[Records excerpted from a collection]
##########
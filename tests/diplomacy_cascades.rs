mod common;

use common::{add_city_state, add_major, game_with, meet, meet_all, notifications_containing};
use unciv_diplomacy::civilization::diplomacy::{
    CityStateFunctions, CityStateType, DeclareWar, DeclareWarReason, DiplomacyFlags, DiplomacyFunctions,
    DiplomaticModifiers, RelationshipLevel,
};
use unciv_diplomacy::civilization::{Civilization, PlayerType};
use unciv_diplomacy::headless::HeadlessServices;
use unciv_diplomacy::models::MapUnit;
use unciv_diplomacy::trade::{Trade, TradeLogic, TradeOffer, TradeOfferType, TradeRequest};
use unciv_diplomacy::GameInfo;

fn three_majors() -> GameInfo {
    let mut game = game_with(HeadlessServices::new());
    add_major(&mut game, "Rome", PlayerType::AI);
    add_major(&mut game, "Greece", PlayerType::AI);
    add_major(&mut game, "Egypt", PlayerType::AI);
    meet_all(&mut game);
    game
}

#[test]
fn test_allied_city_state_joins_war() {
    let mut game = game_with(HeadlessServices::new());
    add_major(&mut game, "Rome", PlayerType::AI);
    add_major(&mut game, "Greece", PlayerType::Human);
    add_city_state(&mut game, "Sparta", CityStateType::Militaristic);
    meet_all(&mut game);
    CityStateFunctions::set_influence(&mut game, "Sparta", "Rome", 65.0);
    assert_eq!(game.get_civilization("Sparta").ally_civ.as_deref(), Some("Rome"));

    DeclareWar::declare_war(&mut game, "Rome", "Greece", DeclareWarReason::direct());

    assert!(game.is_at_war("Rome", "Greece"));
    assert!(game.is_at_war("Sparta", "Greece"));
    assert!(game.is_at_war("Greece", "Sparta"));
    assert!(game.asymmetric_pairs().is_empty());
    assert_eq!(notifications_containing(&game, "Greece", "[Rome] has declared war on us!"), 1);
    assert_eq!(
        notifications_containing(&game, "Greece", "[Sparta] has joined [Rome] in the war against us!"),
        1
    );
    // Joining through the alliance costs nothing with the target
    assert_eq!(game.get_diplomacy_manager("Sparta", "Greece").get_influence(), 0.0);
}

#[test]
fn test_unallied_city_state_stays_out() {
    let mut game = game_with(HeadlessServices::new());
    add_major(&mut game, "Rome", PlayerType::AI);
    add_major(&mut game, "Greece", PlayerType::AI);
    add_city_state(&mut game, "Sparta", CityStateType::Maritime);
    meet_all(&mut game);
    CityStateFunctions::set_influence(&mut game, "Sparta", "Rome", 59.0);

    DeclareWar::declare_war(&mut game, "Rome", "Greece", DeclareWarReason::direct());
    assert!(!game.is_at_war("Sparta", "Greece"));
}

#[test]
fn test_target_allied_city_state_joins_war() {
    let mut game = game_with(HeadlessServices::new());
    add_major(&mut game, "Rome", PlayerType::AI);
    add_major(&mut game, "Greece", PlayerType::AI);
    add_city_state(&mut game, "Corinth", CityStateType::Militaristic);
    meet_all(&mut game);
    CityStateFunctions::set_influence(&mut game, "Corinth", "Greece", 65.0);
    assert_eq!(game.get_civilization("Corinth").ally_civ.as_deref(), Some("Greece"));

    DeclareWar::declare_war(&mut game, "Rome", "Greece", DeclareWarReason::direct());

    assert!(game.is_at_war("Corinth", "Rome"));
    assert!(game.is_at_war("Rome", "Corinth"));
    assert!(game.asymmetric_pairs().is_empty());
    assert_eq!(game.get_civilization("Corinth").ally_civ.as_deref(), Some("Greece"));
}

#[test]
fn test_alliance_wars_stop_after_one_hop() {
    let mut game = game_with(HeadlessServices::new());
    add_major(&mut game, "Rome", PlayerType::AI);
    add_major(&mut game, "Greece", PlayerType::AI);
    add_city_state(&mut game, "Sparta", CityStateType::Militaristic);
    add_city_state(&mut game, "Corinth", CityStateType::Maritime);
    meet_all(&mut game);
    CityStateFunctions::set_influence(&mut game, "Sparta", "Rome", 65.0);
    CityStateFunctions::set_influence(&mut game, "Corinth", "Greece", 65.0);

    DeclareWar::declare_war(&mut game, "Rome", "Greece", DeclareWarReason::direct());

    assert!(game.is_at_war("Sparta", "Greece"));
    assert!(game.is_at_war("Corinth", "Rome"));
    // The two allies each joined a war, but never one against each other
    assert!(!game.is_at_war("Corinth", "Sparta"));
    assert!(!game.is_at_war("Sparta", "Corinth"));
    assert!(game.asymmetric_pairs().is_empty());
}

#[test]
fn test_humans_stay_neutral_towards_each_other() {
    let mut game = game_with(HeadlessServices::new());
    add_major(&mut game, "Rome", PlayerType::Human);
    add_major(&mut game, "Greece", PlayerType::Human);
    meet(&mut game, "Rome", "Greece");
    game.get_diplomacy_manager_mut("Rome", "Greece")
        .add_modifier(DiplomaticModifiers::WarMongerer, -90.0);
    game.get_diplomacy_manager_mut("Greece", "Rome")
        .add_modifier(DiplomaticModifiers::YearsOfPeace, 85.0);

    assert_eq!(
        game.get_diplomacy_manager("Rome", "Greece").relationship_level(&game),
        RelationshipLevel::Neutral
    );
    assert_eq!(
        game.get_diplomacy_manager("Greece", "Rome").relationship_level(&game),
        RelationshipLevel::Neutral
    );
}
##########
● What you will do
Copy down each line in the entries that has the word "joined".

● Result
        notifications_containing(&game, "Greece", "[Sparta] has joined [Rome] in the war against us!"),
    // The two allies each joined a war, but never one against each other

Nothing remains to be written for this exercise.